AVAILABLE DATA:
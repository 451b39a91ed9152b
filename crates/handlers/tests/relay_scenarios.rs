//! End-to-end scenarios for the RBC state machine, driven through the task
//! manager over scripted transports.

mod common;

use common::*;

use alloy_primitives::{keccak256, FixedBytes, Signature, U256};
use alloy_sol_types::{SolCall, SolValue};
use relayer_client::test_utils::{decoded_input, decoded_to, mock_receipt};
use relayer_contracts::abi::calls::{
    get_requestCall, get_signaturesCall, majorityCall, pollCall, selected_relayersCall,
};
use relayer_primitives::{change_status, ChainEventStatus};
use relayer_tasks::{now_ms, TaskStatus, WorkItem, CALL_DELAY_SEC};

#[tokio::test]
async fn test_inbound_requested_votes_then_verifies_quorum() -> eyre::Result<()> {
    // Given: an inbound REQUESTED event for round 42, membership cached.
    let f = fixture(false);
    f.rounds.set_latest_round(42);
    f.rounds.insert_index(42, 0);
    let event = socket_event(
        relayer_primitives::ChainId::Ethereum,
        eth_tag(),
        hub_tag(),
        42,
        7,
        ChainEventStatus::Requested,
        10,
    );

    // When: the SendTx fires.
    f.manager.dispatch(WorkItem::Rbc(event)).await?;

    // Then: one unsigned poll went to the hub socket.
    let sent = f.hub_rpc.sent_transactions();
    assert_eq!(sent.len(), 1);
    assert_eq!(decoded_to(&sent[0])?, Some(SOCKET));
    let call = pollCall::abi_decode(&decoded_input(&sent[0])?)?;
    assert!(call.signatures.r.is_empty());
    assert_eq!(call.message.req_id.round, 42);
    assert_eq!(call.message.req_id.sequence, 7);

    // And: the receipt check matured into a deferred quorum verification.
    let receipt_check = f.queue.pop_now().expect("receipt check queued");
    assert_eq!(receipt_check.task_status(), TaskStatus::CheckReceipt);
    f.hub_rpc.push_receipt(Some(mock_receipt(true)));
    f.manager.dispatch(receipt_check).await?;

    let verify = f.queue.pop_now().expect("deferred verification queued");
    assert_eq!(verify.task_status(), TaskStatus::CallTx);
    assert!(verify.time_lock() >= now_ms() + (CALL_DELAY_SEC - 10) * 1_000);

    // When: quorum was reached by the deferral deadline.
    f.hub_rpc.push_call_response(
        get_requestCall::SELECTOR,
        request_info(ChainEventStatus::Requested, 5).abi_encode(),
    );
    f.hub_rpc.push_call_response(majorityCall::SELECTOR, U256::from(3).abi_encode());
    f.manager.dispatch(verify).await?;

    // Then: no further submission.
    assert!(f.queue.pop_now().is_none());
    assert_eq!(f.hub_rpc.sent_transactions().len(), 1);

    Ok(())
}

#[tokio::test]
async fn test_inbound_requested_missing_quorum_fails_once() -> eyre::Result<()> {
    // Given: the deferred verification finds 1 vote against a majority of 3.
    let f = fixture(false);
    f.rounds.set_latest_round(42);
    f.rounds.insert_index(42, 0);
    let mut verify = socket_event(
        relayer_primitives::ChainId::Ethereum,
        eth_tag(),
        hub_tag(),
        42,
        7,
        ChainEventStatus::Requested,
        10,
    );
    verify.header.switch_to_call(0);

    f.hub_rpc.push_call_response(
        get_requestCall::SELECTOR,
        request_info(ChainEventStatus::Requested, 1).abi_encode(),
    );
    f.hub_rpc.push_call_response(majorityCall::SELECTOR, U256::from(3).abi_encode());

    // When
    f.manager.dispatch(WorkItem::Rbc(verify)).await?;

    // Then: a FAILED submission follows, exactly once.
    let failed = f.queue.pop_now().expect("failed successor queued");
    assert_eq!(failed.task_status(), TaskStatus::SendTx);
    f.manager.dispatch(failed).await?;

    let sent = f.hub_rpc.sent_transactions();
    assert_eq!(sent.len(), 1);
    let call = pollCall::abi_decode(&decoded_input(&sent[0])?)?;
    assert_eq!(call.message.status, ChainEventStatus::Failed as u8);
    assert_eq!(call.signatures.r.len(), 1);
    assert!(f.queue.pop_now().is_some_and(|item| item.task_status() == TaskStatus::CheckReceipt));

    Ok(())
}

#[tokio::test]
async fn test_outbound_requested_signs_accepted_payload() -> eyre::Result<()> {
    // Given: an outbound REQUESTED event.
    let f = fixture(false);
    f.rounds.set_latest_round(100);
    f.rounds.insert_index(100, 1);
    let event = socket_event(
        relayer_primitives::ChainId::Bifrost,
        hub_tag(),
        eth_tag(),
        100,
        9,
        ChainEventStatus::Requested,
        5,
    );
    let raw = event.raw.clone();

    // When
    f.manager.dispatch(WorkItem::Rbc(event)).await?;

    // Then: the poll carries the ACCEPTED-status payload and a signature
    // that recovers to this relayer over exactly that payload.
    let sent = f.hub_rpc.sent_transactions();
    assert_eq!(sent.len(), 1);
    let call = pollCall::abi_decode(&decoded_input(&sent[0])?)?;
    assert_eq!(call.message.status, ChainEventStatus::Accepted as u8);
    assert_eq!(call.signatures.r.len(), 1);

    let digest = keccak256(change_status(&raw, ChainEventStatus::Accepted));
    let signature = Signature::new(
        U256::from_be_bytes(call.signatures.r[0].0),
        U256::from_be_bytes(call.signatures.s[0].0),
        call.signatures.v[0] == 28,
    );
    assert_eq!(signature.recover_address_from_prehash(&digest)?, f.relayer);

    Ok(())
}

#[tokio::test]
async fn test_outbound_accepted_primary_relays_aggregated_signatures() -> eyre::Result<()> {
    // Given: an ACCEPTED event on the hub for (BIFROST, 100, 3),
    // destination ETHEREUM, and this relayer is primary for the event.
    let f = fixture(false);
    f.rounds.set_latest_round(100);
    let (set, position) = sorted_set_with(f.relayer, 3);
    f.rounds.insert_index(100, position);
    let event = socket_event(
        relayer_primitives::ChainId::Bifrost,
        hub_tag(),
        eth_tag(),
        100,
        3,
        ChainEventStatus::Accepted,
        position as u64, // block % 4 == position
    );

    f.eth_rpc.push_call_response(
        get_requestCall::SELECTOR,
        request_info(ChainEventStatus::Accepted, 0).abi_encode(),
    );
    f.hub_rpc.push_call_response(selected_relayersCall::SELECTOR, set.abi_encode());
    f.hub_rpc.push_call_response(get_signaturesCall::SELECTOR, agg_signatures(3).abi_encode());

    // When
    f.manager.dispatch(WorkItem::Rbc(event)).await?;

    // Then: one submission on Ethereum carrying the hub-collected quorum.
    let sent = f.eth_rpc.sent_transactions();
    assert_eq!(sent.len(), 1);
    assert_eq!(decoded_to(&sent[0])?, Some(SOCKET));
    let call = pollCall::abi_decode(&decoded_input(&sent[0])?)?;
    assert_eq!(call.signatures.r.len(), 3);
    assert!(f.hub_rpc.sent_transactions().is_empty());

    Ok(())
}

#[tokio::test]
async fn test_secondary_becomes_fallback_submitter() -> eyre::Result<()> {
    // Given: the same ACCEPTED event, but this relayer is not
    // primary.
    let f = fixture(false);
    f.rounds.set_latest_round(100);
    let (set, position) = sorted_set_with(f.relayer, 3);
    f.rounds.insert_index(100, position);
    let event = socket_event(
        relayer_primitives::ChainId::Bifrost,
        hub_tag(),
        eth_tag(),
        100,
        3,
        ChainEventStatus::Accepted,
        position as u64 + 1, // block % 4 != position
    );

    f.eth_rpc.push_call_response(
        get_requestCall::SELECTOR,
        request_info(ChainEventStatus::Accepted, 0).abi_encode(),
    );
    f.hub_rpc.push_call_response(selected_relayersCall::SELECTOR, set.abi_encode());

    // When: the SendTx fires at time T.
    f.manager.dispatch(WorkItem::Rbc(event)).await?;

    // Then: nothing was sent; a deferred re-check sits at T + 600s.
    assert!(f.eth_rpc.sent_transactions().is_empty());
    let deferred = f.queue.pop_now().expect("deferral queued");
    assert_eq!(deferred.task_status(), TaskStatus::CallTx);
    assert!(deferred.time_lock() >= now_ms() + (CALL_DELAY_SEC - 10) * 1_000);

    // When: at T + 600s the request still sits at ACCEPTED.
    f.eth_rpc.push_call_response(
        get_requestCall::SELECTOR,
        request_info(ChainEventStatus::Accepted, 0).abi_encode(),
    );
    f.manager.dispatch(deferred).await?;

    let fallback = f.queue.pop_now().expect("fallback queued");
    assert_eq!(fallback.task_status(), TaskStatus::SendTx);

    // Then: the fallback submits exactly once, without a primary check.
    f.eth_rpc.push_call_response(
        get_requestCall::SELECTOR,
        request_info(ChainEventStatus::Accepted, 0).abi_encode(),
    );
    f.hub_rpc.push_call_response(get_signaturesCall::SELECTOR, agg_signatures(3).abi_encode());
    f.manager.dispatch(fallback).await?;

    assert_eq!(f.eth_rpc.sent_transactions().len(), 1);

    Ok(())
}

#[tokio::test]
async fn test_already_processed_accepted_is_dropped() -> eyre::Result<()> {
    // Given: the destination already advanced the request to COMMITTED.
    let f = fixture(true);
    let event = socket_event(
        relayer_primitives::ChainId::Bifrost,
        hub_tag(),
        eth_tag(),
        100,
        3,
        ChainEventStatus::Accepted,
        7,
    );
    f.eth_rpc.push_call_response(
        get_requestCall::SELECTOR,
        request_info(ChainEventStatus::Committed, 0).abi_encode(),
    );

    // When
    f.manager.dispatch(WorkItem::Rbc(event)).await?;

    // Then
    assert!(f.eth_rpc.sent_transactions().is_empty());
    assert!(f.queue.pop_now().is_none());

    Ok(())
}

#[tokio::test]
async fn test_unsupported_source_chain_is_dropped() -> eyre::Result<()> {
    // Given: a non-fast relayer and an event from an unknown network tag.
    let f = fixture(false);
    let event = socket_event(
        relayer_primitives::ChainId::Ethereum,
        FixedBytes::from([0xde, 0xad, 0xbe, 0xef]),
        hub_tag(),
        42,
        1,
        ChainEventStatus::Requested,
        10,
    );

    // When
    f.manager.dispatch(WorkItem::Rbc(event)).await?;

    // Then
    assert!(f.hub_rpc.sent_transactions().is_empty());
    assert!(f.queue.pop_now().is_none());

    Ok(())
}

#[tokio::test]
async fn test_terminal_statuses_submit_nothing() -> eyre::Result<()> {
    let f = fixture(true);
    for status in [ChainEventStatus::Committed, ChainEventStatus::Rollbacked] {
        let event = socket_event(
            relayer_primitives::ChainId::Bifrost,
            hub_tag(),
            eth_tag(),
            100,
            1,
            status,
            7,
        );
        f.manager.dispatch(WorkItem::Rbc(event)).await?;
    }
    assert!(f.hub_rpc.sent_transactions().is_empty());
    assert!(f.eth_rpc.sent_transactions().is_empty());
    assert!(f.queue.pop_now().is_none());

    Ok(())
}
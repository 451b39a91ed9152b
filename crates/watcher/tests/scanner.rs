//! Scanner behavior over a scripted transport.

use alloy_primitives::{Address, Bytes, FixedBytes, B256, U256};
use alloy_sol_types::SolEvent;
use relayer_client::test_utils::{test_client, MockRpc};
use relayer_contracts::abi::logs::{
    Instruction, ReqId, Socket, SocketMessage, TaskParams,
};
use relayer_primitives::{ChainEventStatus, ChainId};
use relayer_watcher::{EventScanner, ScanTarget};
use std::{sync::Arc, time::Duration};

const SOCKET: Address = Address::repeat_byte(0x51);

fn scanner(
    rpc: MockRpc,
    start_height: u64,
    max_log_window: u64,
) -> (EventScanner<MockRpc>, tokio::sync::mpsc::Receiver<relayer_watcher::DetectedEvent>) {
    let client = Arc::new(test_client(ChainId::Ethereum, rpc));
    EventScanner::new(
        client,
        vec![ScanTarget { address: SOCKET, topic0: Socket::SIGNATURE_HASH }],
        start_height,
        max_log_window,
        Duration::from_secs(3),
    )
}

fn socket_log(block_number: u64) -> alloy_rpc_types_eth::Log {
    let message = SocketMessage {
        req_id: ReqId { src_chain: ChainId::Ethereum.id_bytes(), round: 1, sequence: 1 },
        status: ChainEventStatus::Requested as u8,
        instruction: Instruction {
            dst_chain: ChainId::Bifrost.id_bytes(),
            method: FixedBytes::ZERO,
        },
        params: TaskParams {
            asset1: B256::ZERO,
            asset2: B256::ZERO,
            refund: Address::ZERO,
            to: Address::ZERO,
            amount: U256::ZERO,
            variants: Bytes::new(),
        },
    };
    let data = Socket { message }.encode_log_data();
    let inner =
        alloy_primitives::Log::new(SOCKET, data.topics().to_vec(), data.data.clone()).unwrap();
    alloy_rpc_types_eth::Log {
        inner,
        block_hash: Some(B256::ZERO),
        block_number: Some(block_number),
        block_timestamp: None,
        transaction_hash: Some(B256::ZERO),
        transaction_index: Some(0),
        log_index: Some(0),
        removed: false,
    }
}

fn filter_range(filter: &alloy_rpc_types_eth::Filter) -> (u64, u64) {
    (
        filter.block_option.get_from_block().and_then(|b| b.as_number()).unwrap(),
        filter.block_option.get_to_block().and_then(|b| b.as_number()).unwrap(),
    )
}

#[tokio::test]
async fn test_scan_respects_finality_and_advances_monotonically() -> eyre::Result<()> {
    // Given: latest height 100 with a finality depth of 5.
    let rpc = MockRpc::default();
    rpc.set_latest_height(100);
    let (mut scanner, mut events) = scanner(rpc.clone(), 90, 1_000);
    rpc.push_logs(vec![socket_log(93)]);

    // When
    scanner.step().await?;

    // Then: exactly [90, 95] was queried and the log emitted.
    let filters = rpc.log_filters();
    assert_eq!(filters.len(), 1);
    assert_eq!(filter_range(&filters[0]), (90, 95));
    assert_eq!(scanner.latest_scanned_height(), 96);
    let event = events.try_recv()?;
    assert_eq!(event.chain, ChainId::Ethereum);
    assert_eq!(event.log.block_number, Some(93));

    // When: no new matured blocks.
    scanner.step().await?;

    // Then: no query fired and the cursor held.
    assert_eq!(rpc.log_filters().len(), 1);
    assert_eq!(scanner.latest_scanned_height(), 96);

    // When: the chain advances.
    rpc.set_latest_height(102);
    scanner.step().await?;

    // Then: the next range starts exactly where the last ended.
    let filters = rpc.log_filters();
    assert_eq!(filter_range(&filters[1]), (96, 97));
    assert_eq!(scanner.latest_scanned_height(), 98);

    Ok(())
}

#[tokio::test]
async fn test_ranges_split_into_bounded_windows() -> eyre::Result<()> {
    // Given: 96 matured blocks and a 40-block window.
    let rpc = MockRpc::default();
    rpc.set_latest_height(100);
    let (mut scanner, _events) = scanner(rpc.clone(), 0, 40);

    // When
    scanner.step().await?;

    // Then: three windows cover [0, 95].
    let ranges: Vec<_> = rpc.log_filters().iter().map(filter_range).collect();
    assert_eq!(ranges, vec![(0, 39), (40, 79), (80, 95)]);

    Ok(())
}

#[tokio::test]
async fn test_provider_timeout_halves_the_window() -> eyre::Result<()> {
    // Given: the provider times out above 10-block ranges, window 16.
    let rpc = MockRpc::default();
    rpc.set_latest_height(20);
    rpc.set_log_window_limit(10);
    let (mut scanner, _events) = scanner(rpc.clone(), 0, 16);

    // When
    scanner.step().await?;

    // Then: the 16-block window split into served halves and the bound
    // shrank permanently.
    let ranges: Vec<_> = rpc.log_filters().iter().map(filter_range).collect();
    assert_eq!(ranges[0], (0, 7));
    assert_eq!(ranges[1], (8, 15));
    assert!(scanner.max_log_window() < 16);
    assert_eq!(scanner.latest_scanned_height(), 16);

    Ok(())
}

PROBLEM:
Copy out the entries exactly. Begin at the first line and end with the line that has "assert_eq!(call.message.req_id.round, 42);".

SOLUTION FOR THIS PROBLEM:
repository 451b39a91ed9152b
filename crates/handlers/tests/relay_scenarios.rs
//! End-to-end scenarios for the RBC state machine, driven through the task
//! manager over scripted transports.

mod common;

use common::*;

use alloy_primitives::{keccak256, FixedBytes, Signature, U256};
use alloy_sol_types::{SolCall, SolValue};
use relayer_client::test_utils::{decoded_input, decoded_to, mock_receipt};
use relayer_contracts::abi::calls::{
    get_requestCall, get_signaturesCall, majorityCall, pollCall, selected_relayersCall,
};
use relayer_primitives::{change_status, ChainEventStatus};
use relayer_tasks::{now_ms, TaskStatus, WorkItem, CALL_DELAY_SEC};

#[tokio::test]
async fn test_inbound_requested_votes_then_verifies_quorum() -> eyre::Result<()> {
    // Given: an inbound REQUESTED event for round 42, membership cached.
    let f = fixture(false);
    f.rounds.set_latest_round(42);
    f.rounds.insert_index(42, 0);
    let event = socket_event(
        relayer_primitives::ChainId::Ethereum,
        eth_tag(),
        hub_tag(),
        42,
        7,
        ChainEventStatus::Requested,
        10,
    );

    // When: the SendTx fires.
    f.manager.dispatch(WorkItem::Rbc(event)).await?;

    // Then: one unsigned poll went to the hub socket.
    let sent = f.hub_rpc.sent_transactions();
    assert_eq!(sent.len(), 1);
    assert_eq!(decoded_to(&sent[0])?, Some(SOCKET));
    let call = pollCall::abi_decode(&decoded_input(&sent[0])?)?;
    assert!(call.signatures.r.is_empty());
    assert_eq!(call.message.req_id.round, 42);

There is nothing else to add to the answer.